# What the task asks
In the records below, find the line that contains "Some(Ok(WsMessage::Pong(_) | WsMessage::Binary(_)))" and the line that contains "if let Err(err) = writer.close().await". Set down exactly those lines and every line between them, and nothing more.

Segment Start: Given entries

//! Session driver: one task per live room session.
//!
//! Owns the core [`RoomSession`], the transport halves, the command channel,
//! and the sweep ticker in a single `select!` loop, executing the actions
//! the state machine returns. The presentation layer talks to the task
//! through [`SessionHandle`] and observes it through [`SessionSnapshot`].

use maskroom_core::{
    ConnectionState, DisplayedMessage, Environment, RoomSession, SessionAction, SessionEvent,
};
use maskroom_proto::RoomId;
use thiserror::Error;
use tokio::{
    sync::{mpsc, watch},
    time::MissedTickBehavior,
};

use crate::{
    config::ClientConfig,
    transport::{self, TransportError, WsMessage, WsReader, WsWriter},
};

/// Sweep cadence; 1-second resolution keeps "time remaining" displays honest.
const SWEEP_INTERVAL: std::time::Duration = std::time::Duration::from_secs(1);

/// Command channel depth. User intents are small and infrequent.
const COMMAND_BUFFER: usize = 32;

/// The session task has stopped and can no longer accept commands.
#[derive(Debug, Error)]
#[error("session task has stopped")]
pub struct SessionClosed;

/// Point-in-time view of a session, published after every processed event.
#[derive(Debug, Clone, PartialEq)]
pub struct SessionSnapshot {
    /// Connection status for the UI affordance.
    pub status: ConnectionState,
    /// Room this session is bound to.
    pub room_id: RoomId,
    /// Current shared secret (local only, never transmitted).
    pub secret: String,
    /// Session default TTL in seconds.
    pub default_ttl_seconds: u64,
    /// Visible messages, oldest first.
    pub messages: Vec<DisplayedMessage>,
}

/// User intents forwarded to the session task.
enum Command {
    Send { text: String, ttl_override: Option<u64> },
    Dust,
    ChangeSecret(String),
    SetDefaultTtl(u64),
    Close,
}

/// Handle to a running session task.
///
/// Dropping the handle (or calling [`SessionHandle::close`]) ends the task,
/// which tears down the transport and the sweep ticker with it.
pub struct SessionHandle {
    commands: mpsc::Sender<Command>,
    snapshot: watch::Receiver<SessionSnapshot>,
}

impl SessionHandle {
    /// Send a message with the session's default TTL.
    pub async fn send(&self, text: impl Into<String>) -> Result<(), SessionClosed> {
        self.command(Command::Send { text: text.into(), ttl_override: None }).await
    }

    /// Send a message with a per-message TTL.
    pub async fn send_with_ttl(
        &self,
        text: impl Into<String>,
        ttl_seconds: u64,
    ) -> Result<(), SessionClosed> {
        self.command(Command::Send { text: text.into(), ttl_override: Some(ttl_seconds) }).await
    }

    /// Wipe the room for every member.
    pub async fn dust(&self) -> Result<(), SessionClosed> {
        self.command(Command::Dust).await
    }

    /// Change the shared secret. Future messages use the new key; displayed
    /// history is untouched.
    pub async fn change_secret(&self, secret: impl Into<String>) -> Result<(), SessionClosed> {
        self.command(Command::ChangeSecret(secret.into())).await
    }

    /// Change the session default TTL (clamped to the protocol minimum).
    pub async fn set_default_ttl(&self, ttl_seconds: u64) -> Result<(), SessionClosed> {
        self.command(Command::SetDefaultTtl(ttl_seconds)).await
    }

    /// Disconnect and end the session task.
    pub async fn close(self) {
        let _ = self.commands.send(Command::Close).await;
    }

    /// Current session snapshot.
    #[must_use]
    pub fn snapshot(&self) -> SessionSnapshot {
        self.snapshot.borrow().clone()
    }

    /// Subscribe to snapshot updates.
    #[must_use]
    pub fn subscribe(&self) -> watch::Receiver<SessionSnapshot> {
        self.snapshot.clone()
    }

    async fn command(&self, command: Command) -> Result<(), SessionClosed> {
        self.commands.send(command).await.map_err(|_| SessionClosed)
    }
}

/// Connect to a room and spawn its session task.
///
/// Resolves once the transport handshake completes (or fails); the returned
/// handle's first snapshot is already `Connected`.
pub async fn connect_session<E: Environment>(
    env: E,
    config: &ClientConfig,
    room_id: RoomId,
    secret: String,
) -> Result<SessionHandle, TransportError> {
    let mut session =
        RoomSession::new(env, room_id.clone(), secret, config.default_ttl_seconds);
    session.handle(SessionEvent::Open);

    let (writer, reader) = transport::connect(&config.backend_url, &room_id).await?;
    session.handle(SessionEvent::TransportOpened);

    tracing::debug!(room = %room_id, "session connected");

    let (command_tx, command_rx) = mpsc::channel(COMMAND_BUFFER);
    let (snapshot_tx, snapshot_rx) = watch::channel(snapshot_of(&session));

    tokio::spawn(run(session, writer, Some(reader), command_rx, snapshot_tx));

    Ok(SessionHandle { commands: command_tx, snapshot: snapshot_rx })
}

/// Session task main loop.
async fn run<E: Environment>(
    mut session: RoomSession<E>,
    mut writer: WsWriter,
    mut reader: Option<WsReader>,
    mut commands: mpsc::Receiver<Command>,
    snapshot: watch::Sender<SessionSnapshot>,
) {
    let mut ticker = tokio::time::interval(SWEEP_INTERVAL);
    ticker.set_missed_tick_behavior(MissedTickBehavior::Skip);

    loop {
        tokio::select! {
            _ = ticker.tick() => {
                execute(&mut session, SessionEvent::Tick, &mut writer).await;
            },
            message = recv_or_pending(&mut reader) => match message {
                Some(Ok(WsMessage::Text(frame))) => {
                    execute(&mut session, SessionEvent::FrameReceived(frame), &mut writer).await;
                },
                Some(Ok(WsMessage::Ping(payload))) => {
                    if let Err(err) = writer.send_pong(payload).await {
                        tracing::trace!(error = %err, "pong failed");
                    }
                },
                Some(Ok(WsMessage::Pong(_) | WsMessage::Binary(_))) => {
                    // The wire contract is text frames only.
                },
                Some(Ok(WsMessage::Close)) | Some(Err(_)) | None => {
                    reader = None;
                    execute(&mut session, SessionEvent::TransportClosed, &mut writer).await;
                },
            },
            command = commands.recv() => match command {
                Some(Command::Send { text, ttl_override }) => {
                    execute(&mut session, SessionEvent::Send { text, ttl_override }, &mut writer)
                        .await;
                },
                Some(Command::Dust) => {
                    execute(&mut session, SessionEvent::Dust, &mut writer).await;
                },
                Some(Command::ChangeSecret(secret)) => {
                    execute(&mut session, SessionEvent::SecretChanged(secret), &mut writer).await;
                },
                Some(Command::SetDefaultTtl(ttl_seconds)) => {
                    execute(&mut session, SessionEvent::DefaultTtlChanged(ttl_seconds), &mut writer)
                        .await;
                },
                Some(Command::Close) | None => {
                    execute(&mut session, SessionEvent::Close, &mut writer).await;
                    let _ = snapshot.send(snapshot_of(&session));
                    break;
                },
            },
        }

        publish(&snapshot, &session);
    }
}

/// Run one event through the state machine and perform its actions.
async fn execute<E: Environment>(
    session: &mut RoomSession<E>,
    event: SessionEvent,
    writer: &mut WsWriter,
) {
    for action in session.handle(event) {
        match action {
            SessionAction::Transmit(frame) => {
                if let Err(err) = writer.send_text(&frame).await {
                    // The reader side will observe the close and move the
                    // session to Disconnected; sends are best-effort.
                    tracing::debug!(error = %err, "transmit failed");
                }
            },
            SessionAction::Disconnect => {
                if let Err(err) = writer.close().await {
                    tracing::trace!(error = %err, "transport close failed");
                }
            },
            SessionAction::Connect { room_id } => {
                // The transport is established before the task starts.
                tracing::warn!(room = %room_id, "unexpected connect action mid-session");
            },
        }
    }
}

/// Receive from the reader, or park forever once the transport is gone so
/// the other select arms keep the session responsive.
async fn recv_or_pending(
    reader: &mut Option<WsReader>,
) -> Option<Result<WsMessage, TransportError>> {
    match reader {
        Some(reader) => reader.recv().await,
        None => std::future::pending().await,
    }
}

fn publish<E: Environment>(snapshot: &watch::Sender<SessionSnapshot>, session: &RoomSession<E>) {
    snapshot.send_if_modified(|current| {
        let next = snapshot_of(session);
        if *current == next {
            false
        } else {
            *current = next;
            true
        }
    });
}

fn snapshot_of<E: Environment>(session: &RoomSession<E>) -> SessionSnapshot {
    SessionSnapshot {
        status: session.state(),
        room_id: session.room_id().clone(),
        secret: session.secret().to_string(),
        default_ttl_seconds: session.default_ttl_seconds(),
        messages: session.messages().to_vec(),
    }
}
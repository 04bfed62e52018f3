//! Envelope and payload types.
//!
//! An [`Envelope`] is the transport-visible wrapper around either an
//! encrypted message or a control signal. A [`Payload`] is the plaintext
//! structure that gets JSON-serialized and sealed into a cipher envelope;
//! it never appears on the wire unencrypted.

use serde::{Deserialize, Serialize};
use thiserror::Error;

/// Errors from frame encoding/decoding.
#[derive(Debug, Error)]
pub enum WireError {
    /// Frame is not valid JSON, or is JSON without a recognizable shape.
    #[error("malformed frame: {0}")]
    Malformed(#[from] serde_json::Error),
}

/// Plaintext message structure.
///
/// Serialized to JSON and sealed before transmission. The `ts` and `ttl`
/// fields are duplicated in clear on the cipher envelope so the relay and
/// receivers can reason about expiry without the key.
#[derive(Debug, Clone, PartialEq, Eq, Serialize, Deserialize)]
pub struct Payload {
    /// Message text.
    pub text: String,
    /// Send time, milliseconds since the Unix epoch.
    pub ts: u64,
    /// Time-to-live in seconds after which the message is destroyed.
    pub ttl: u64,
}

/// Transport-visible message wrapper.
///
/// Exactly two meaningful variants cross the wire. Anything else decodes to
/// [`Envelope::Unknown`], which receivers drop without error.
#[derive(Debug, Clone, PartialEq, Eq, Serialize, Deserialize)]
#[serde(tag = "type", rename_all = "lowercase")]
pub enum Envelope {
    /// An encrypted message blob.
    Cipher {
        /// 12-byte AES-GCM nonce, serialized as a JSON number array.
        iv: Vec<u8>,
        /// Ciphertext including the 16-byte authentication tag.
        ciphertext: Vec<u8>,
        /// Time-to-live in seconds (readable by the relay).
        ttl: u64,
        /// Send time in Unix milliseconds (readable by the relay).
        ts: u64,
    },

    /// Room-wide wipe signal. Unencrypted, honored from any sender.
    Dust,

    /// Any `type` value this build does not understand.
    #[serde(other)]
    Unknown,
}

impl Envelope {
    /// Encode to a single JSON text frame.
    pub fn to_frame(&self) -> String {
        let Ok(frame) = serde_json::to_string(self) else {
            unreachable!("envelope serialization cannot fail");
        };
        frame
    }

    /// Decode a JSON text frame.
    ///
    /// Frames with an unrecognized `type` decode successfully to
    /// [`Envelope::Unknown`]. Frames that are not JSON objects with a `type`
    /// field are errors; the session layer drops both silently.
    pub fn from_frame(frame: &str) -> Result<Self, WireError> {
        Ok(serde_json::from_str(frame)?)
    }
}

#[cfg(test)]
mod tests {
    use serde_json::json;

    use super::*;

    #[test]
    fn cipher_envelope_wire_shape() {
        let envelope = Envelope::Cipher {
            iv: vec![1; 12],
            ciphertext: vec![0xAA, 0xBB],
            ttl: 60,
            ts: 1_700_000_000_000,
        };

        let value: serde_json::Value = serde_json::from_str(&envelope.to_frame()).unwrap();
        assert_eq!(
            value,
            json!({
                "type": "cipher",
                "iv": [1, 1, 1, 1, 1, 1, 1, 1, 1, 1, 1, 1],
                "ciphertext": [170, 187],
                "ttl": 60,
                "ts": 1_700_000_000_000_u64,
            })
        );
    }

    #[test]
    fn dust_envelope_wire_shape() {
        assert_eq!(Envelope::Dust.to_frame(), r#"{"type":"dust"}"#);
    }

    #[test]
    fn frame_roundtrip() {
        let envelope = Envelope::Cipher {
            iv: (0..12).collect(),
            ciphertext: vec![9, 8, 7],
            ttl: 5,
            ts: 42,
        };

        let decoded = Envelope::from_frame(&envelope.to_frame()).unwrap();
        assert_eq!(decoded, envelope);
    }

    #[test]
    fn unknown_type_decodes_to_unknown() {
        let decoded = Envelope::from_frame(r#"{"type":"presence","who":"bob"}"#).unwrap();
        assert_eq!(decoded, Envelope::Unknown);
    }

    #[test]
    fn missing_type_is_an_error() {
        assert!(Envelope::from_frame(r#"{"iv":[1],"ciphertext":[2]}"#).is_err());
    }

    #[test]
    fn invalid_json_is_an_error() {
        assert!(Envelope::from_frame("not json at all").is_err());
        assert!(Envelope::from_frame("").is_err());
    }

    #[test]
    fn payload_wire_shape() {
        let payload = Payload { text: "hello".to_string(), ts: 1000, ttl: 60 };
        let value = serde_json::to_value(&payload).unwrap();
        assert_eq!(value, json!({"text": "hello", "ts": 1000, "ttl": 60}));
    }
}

Segment End: Given entries

# Result of the exercise
                Some(Ok(WsMessage::Pong(_) | WsMessage::Binary(_))) => {
                    // The wire contract is text frames only.
                },
                Some(Ok(WsMessage::Close)) | Some(Err(_)) | None => {
                    reader = None;
                    execute(&mut session, SessionEvent::TransportClosed, &mut writer).await;
                },
            },
            command = commands.recv() => match command {
                Some(Command::Send { text, ttl_override }) => {
                    execute(&mut session, SessionEvent::Send { text, ttl_override }, &mut writer)
                        .await;
                },
                Some(Command::Dust) => {
                    execute(&mut session, SessionEvent::Dust, &mut writer).await;
                },
                Some(Command::ChangeSecret(secret)) => {
                    execute(&mut session, SessionEvent::SecretChanged(secret), &mut writer).await;
                },
                Some(Command::SetDefaultTtl(ttl_seconds)) => {
                    execute(&mut session, SessionEvent::DefaultTtlChanged(ttl_seconds), &mut writer)
                        .await;
                },
                Some(Command::Close) | None => {
                    execute(&mut session, SessionEvent::Close, &mut writer).await;
                    let _ = snapshot.send(snapshot_of(&session));
                    break;
                },
            },
        }

        publish(&snapshot, &session);
    }
}

/// Run one event through the state machine and perform its actions.
async fn execute<E: Environment>(
    session: &mut RoomSession<E>,
    event: SessionEvent,
    writer: &mut WsWriter,
) {
    for action in session.handle(event) {
        match action {
            SessionAction::Transmit(frame) => {
                if let Err(err) = writer.send_text(&frame).await {
                    // The reader side will observe the close and move the
                    // session to Disconnected; sends are best-effort.
                    tracing::debug!(error = %err, "transmit failed");
                }
            },
            SessionAction::Disconnect => {
                if let Err(err) = writer.close().await {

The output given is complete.